CHICAGO: The Mellon Foundation has today released the National Survey of Artists, a study conducted by NORC at the University of Chicago, a nonpartisan research organization. It sheds new light on the lives, work, and economic realities of creative workers and provides insight for funders, policymakers, and arts organizations working to strengthen support systems for artists nationwide, amid shifting economic, professional, and social conditions.
Drawing on responses from a nationally representative sample of artists and culture bearers, the study set out to offer one of the most comprehensive portraits to date of how creative workers sustain their practices. It expands national understanding of who counts as an artist, beyond those who earn a living solely from their art, while revealing the complex ways creative workers build their livelihoods, often across multiple jobs, and the unique financial challenges they face.

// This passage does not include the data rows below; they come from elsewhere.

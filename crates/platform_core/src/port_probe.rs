//! TCP reachability probe for control-panel webmail ports
//!
//! A single connect attempt per port. Refused, unreachable and timed-out
//! connections all read as "closed"; nothing is retried.

use async_trait::async_trait;
use std::time::Duration;
use tokio::net::TcpStream;
use tracing::debug;

/// cPanel webmail over HTTP and HTTPS
pub const CONTROL_PANEL_PORTS: &[u16] = &[2095, 2096];

/// Reachability check for a single TCP port
#[async_trait]
pub trait PortProbe: Send + Sync {
    /// Whether `domain:port` accepts a TCP connection
    async fn probe(&self, domain: &str, port: u16) -> bool;
}

/// Probe backed by a real TCP connect with a fixed timeout
#[derive(Debug, Clone)]
pub struct TcpPortProbe {
    timeout: Duration,
}

impl TcpPortProbe {
    pub fn new(timeout_ms: u64) -> Self {
        Self {
            timeout: Duration::from_millis(timeout_ms),
        }
    }
}

#[async_trait]
impl PortProbe for TcpPortProbe {
    async fn probe(&self, domain: &str, port: u16) -> bool {
        match tokio::time::timeout(self.timeout, TcpStream::connect((domain, port))).await {
            Ok(Ok(stream)) => {
                debug!("Port {} open on {}", port, domain);
                drop(stream);
                true
            }
            Ok(Err(e)) => {
                debug!("Port {} closed on {}: {}", port, domain, e);
                false
            }
            Err(_) => {
                debug!("Port {} probe on {} timed out after {:?}", port, domain, self.timeout);
                false
            }
        }
    }
}

/// Probe `ports` in order and return the first open one
pub async fn first_open_port(probe: &dyn PortProbe, domain: &str, ports: &[u16]) -> Option<u16> {
    for &port in ports {
        if probe.probe(domain, port).await {
            return Some(port);
        }
    }
    None
}

#[cfg(test)]
mod tests {
    use super::*;
    use tokio::net::TcpListener;

    #[tokio::test]
    async fn test_open_port() {
        let listener = TcpListener::bind("127.0.0.1:0").await.unwrap();
        let port = listener.local_addr().unwrap().port();

        let probe = TcpPortProbe::new(1000);
        assert!(probe.probe("127.0.0.1", port).await);
    }

    #[tokio::test]
    async fn test_closed_port() {
        // Bind then drop to get a port nothing listens on
        let port = {
            let listener = TcpListener::bind("127.0.0.1:0").await.unwrap();
            listener.local_addr().unwrap().port()
        };

        let probe = TcpPortProbe::new(1000);
        assert!(!probe.probe("127.0.0.1", port).await);
    }

    #[tokio::test]
    async fn test_unresolvable_host_is_closed() {
        let probe = TcpPortProbe::new(1000);
        assert!(!probe.probe("host.invalid", 2095).await);
    }

    #[tokio::test]
    async fn test_first_open_port_stops_at_first_hit() {
        let listener = TcpListener::bind("127.0.0.1:0").await.unwrap();
        let open = listener.local_addr().unwrap().port();
        let closed = {
            let listener = TcpListener::bind("127.0.0.1:0").await.unwrap();
            listener.local_addr().unwrap().port()
        };

        let probe = TcpPortProbe::new(1000);
        assert_eq!(first_open_port(&probe, "127.0.0.1", &[closed, open]).await, Some(open));
        assert_eq!(first_open_port(&probe, "127.0.0.1", &[closed]).await, None);
    }
}
//! Configuration management for the platform detection API
//!
//! This module handles loading configuration from environment variables
//! and configuration files using the figment crate.

use platform_core::DetectionConfig;
use serde::{Deserialize, Serialize};

/// Main application configuration
#[derive(Debug, Clone, Serialize, Deserialize, Default)]
pub struct AppConfig {
    pub server: ServerConfig,
    pub detection: DetectionSettings,
    pub observability: ObservabilityConfig,
}

/// Server configuration
#[derive(Debug, Clone, Serialize, Deserialize)]
pub struct ServerConfig {
    /// Server host address
    pub host: String,
    /// Server port
    pub port: u16,
}

impl Default for ServerConfig {
    fn default() -> Self {
        Self {
            host: "0.0.0.0".to_string(),
            port: 3000,
        }
    }
}

/// Detection engine configuration
#[derive(Debug, Clone, Serialize, Deserialize)]
pub struct DetectionSettings {
    /// DNS resolver timeout in milliseconds
    pub dns_timeout_ms: u64,
    /// Maximum number of DNS lookup attempts
    pub dns_attempts: usize,
    /// Resolver-level DNS cache size (number of entries)
    pub dns_cache_size: usize,
    /// Minimum TTL for positive DNS cache entries in seconds
    pub dns_min_ttl_secs: u64,
    /// DKIM selectors to probe
    pub dkim_selectors: Vec<String>,
    /// Control-panel webmail ports
    pub control_panel_ports: Vec<u16>,
    /// TCP port probe timeout in milliseconds
    pub port_timeout_ms: u64,
    /// Webmail endpoint probe timeout in milliseconds
    pub http_timeout_ms: u64,
    /// WHOIS lookup timeout in milliseconds
    pub whois_timeout_ms: u64,
    /// Detection result cache TTL in seconds
    pub cache_ttl_secs: u64,
    /// Maximum number of cached domains
    pub cache_capacity: usize,
    /// Enable the webmail endpoint race
    pub enable_http_probe: bool,
    /// Enable the WHOIS fallback tier
    pub enable_whois: bool,
}

impl Default for DetectionSettings {
    fn default() -> Self {
        let core = DetectionConfig::default();
        Self {
            dns_timeout_ms: core.dns_timeout_ms,
            dns_attempts: core.dns_attempts,
            dns_cache_size: core.dns_cache_size,
            dns_min_ttl_secs: core.dns_min_ttl_secs,
            dkim_selectors: core.dkim_selectors,
            control_panel_ports: core.control_panel_ports,
            port_timeout_ms: core.port_timeout_ms,
            http_timeout_ms: core.http_timeout_ms,
            whois_timeout_ms: core.whois_timeout_ms,
            cache_ttl_secs: core.cache_ttl_secs,
            cache_capacity: core.cache_capacity,
            enable_http_probe: core.enable_http_probe,
            enable_whois: core.enable_whois,
        }
    }
}

impl From<DetectionSettings> for DetectionConfig {
    fn from(settings: DetectionSettings) -> Self {
        Self {
            dns_timeout_ms: settings.dns_timeout_ms,
            dns_attempts: settings.dns_attempts,
            dns_cache_size: settings.dns_cache_size,
            dns_min_ttl_secs: settings.dns_min_ttl_secs,
            dkim_selectors: settings.dkim_selectors,
            control_panel_ports: settings.control_panel_ports,
            port_timeout_ms: settings.port_timeout_ms,
            http_timeout_ms: settings.http_timeout_ms,
            whois_timeout_ms: settings.whois_timeout_ms,
            cache_ttl_secs: settings.cache_ttl_secs,
            cache_capacity: settings.cache_capacity,
            enable_http_probe: settings.enable_http_probe,
            enable_whois: settings.enable_whois,
        }
    }
}

/// Observability configuration
#[derive(Debug, Clone, Serialize, Deserialize)]
pub struct ObservabilityConfig {
    /// Enable JSON structured logging
    pub json_logs: bool,
    /// Log filter used when RUST_LOG is not set
    pub log_level: String,
    /// Metrics namespace
    pub metrics_namespace: String,
}

impl Default for ObservabilityConfig {
    fn default() -> Self {
        Self {
            json_logs: false,
            log_level: "info".to_string(),
            metrics_namespace: "platform_detector".to_string(),
        }
    }
}

/// Environment variable names for configuration
///
/// Nested keys are separated by a double underscore.
#[allow(dead_code)]
pub mod env_vars {
    pub const PREFIX: &str = "PLATFORM_API_";
    pub const SERVER_HOST: &str = "PLATFORM_API_SERVER__HOST";
    pub const SERVER_PORT: &str = "PLATFORM_API_SERVER__PORT";
    pub const DNS_TIMEOUT_MS: &str = "PLATFORM_API_DETECTION__DNS_TIMEOUT_MS";
    pub const CACHE_TTL_SECS: &str = "PLATFORM_API_DETECTION__CACHE_TTL_SECS";
    pub const ENABLE_HTTP_PROBE: &str = "PLATFORM_API_DETECTION__ENABLE_HTTP_PROBE";
    pub const ENABLE_WHOIS: &str = "PLATFORM_API_DETECTION__ENABLE_WHOIS";
    pub const JSON_LOGS: &str = "PLATFORM_API_OBSERVABILITY__JSON_LOGS";
    pub const LOG_LEVEL: &str = "PLATFORM_API_OBSERVABILITY__LOG_LEVEL";
}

“Artists are essential to how we understand and shape the world around us, yet we have long lacked a complete picture of who they are and how they make their lives and work possible,” said Mellon Foundation program director for arts and culture Deana Haggag in a statement. “By expanding our definition of what it means to be an artist and illuminating the diverse conditions under which they live and work, we hope this study helps the field imagine systems and possibilities that can more fully sustain creative life in the United States.”
Key findings show that artists across the United States continue to face significant financial insecurity and complex working lives. More than half (57 percent) of artists reported being somewhat or very worried about at least one form of financial vulnerability, such as affording food, housing, medical care, or utilities, with 22 percent concerned about having enough to eat and 32 percent about covering medical costs in the month ahead.
The survey also highlights the multifaceted nature of artistic employment: 34 percent of artists are fully self-employed, 50 percent are self-employed in their primary job, and 11 percent juggled three or more jobs in the past year. Close to one-third (28 percent) identify as teaching artists, another 28 percent provide unpaid care for a loved one with a health condition or disability, and 8 percent have served in the U.S. military.
The report arrives as inflation and the rise of gig and contract work are reshaping the artistic world, and artists continue to be affected by income instability and limited access to benefits. It provides the field with evidence to inform smarter investments and public policy, and to support systems that can strengthen creative work for the long term. Together, Mellon and NORC invite policymakers, funders, researchers, and arts leaders to use these findings to better understand and support the nation’s artists. A public use dataset is here.
“We’re proud to partner with Mellon on this groundbreaking effort to better understand artists as workers,” said Gwendolyn Rugg, senior research scientist at NORC and lead author of the report, in a statement. “Artists contribute immeasurably to our communities, yet we have only ever had very limited data on them which by and large did not reflect the full population of working artists and culture bearers in the U.S. With the publication of this study, we now have for the first time a more expansive national portrait of who artists are, how they live and work, and what challenges they experience. This lays the groundwork for creating programs and policies that are truly responsive to artists’ needs.”